**Problem requirements:**
Reproduce the first line of the entries that follow and each later line, word for word, ending with the one containing "use async_trait::async_trait;".
___ Extracted material
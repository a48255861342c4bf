//! Source location example
//!
//! Demonstrates call-site placeholders, right-aligned columns, a custom
//! source-map resolver and a preprocess hook.
//!
//! Run with: cargo run --example source_locations

use async_trait::async_trait;
use rust_ordered_logger::core::RawFrame;
use rust_ordered_logger::prelude::*;
use std::time::Duration;

/// Resolver that pretends to consult a source map and relocates every
/// frame into a `generated/` tree
struct PrefixResolver {
    latency: Duration,
}

#[async_trait]
impl SourceMapResolver for PrefixResolver {
    async fn resolve(&self, frame: &RawFrame) -> Result<Vec<ResolvedLocation>> {
        tokio::time::sleep(self.latency).await;

        let file = frame.location.rsplit('/').next().unwrap_or_default();
        Ok(vec![ResolvedLocation {
            callee: frame.callee.clone(),
            file: format!("generated/{}", file),
            line: frame.line,
            column: frame.column,
        }])
    }
}

fn main() -> Result<()> {
    println!("=== Rust Ordered Logger - Source Locations Example ===\n");

    println!("1. Default resolver, location right-aligned at 100 columns:");
    let logger = Logger::builder()
        .format("{{index}} <{{title}}> {{message}}{{rhs}}{{callee}} {{file}}:{{line}}:{{pos}}")
        .characters_per_line(100)
        .root_dir(env!("CARGO_MANIFEST_DIR"))
        .build()?;

    logger.info("Resolved from the captured backtrace");
    logger.warn("Every call reports its own line");
    logger.flush()?;

    println!("\n2. Slow custom resolver; output still follows call order:");
    let logger = Logger::builder()
        .format("{{index}} <{{title}}> {{message}}{{rhs}}{{method}} {{folder}}:{{line}}")
        .characters_per_line(100)
        .resolver(PrefixResolver {
            latency: Duration::from_millis(25),
        })
        .preprocess(|record| {
            record.message = record.message.to_uppercase();
            Ok(())
        })
        .build()?;

    for i in 1..=3 {
        logger.info(format!("step {} of 3", i));
    }
    logger.flush()?;

    println!(
        "\n{} locations could not be resolved",
        logger.metrics().unresolved_locations()
    );
    println!("\n=== Example completed successfully! ===");

    Ok(())
}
______
**Response to this exercise:**
repository a48255861342c4bf
//! Source location example
//!
//! Demonstrates call-site placeholders, right-aligned columns, a custom
//! source-map resolver and a preprocess hook.
//!
//! Run with: cargo run --example source_locations

use async_trait::async_trait;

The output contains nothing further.